(Stored data entries)
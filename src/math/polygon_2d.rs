use super::{Point3, Vector3, TOLERANCE};

/// Computes the signed area of a polygon in the XY plane (shoelace formula).
///
/// Positive for counter-clockwise, negative for clockwise.
#[must_use]
pub fn signed_area_2d(points: &[Point3]) -> f64 {
    let n = points.len();
    if n < 3 {
        return 0.0;
    }
    let mut sum = 0.0;
    for i in 0..n {
        let j = (i + 1) % n;
        sum += points[i].x * points[j].y - points[j].x * points[i].y;
    }
    sum * 0.5
}

/// Computes the Newell vector area of a closed polygon.
///
/// The direction is the polygon normal (right-hand rule over the vertex
/// order) and the magnitude is twice the enclosed area. Works for planar
/// polygons in any orientation, including non-convex ones.
#[must_use]
pub fn newell_vector(points: &[Point3]) -> Vector3 {
    let n = points.len();
    let mut v = Vector3::zeros();
    for i in 0..n {
        let a = points[i];
        let b = points[(i + 1) % n];
        v.x += (a.y - b.y) * (a.z + b.z);
        v.y += (a.z - b.z) * (a.x + b.x);
        v.z += (a.x - b.x) * (a.y + b.y);
    }
    v
}

/// Computes the unit normal of a closed polygon, or the zero vector if the
/// polygon is degenerate.
#[must_use]
pub fn polygon_normal(points: &[Point3]) -> Vector3 {
    let v = newell_vector(points);
    let len = v.norm();
    if len < TOLERANCE {
        Vector3::zeros()
    } else {
        v / len
    }
}

/// Computes the area-weighted centroid of a planar polygon.
///
/// Falls back to the vertex average when the polygon has (near) zero area.
#[must_use]
pub fn polygon_centroid(points: &[Point3]) -> Point3 {
    let n = points.len();
    if n == 0 {
        return Point3::origin();
    }
    let normal = polygon_normal(points);
    let origin = points[0];
    let mut weighted = Vector3::zeros();
    let mut total = 0.0;
    // Fan triangulation from the first vertex; signed areas handle concavity.
    for i in 1..n.saturating_sub(1) {
        let a = points[i] - origin;
        let b = points[i + 1] - origin;
        let area = a.cross(&b).dot(&normal) * 0.5;
        weighted += (a + b) / 3.0 * area;
        total += area;
    }
    if total.abs() < TOLERANCE {
        return vertex_average(points);
    }
    origin + weighted / total
}

/// Arithmetic mean of a set of points.
#[must_use]
#[allow(clippy::cast_precision_loss)]
pub fn vertex_average(points: &[Point3]) -> Point3 {
    if points.is_empty() {
        return Point3::origin();
    }
    let sum = points
        .iter()
        .fold(Vector3::zeros(), |acc, p| acc + p.coords);
    Point3::from(sum / points.len() as f64)
}

#[cfg(test)]
mod tests {
    use super::*;

    fn unit_square() -> Vec<Point3> {
        vec![
            Point3::new(0.0, 0.0, 0.0),
            Point3::new(1.0, 0.0, 0.0),
            Point3::new(1.0, 1.0, 0.0),
            Point3::new(0.0, 1.0, 0.0),
        ]
    }

    #[test]
    fn signed_area_ccw_square() {
        let area = signed_area_2d(&unit_square());
        assert!((area - 1.0).abs() < TOLERANCE);
    }

    #[test]
    fn signed_area_cw_square() {
        let mut pts = unit_square();
        pts.reverse();
        let area = signed_area_2d(&pts);
        assert!((area + 1.0).abs() < TOLERANCE);
    }

    #[test]
    fn signed_area_degenerate() {
        assert!((signed_area_2d(&[Point3::new(0.0, 0.0, 0.0)])).abs() < TOLERANCE);
        assert!((signed_area_2d(&[])).abs() < TOLERANCE);
    }

    #[test]
    fn newell_matches_shoelace_in_plane() {
        let pts = unit_square();
        let v = newell_vector(&pts);
        assert!((v.z * 0.5 - signed_area_2d(&pts)).abs() < TOLERANCE);
        assert!(v.x.abs() < TOLERANCE && v.y.abs() < TOLERANCE);
    }

    #[test]
    fn normal_of_tilted_triangle() {
        let pts = vec![
            Point3::new(0.0, 0.0, 0.0),
            Point3::new(0.0, 1.0, 0.0),
            Point3::new(0.0, 0.0, 1.0),
        ];
        let n = polygon_normal(&pts);
        assert!((n.x - 1.0).abs() < TOLERANCE);
    }

    #[test]
    fn centroid_of_l_shape() {
        // Two unit squares side by side plus one on top of the left square.
        let pts = vec![
            Point3::new(0.0, 0.0, 0.0),
            Point3::new(2.0, 0.0, 0.0),
            Point3::new(2.0, 1.0, 0.0),
            Point3::new(1.0, 1.0, 0.0),
            Point3::new(1.0, 2.0, 0.0),
            Point3::new(0.0, 2.0, 0.0),
        ];
        let c = polygon_centroid(&pts);
        assert!((c.x - 5.0 / 6.0).abs() < 1e-9);
        assert!((c.y - 5.0 / 6.0).abs() < 1e-9);
    }

    #[test]
    fn centroid_of_degenerate_falls_back_to_average() {
        let pts = vec![
            Point3::new(0.0, 0.0, 0.0),
            Point3::new(1.0, 0.0, 0.0),
            Point3::new(2.0, 0.0, 0.0),
        ];
        let c = polygon_centroid(&pts);
        assert!((c.x - 1.0).abs() < TOLERANCE);
    }
}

> _WHAT NEEDS TO BE DONE_: Look above for the line containing "use super::*;". Output from there through the line containing "let area = signed_area_2d(&pts);", exactly and inclusively.

> _YOUR SOLUTION_:
    use super::*;

    fn unit_square() -> Vec<Point3> {
        vec![
            Point3::new(0.0, 0.0, 0.0),
            Point3::new(1.0, 0.0, 0.0),
            Point3::new(1.0, 1.0, 0.0),
            Point3::new(0.0, 1.0, 0.0),
        ]
    }

    #[test]
    fn signed_area_ccw_square() {
        let area = signed_area_2d(&unit_square());
        assert!((area - 1.0).abs() < TOLERANCE);
    }

    #[test]
    fn signed_area_cw_square() {
        let mut pts = unit_square();
        pts.reverse();
        let area = signed_area_2d(&pts);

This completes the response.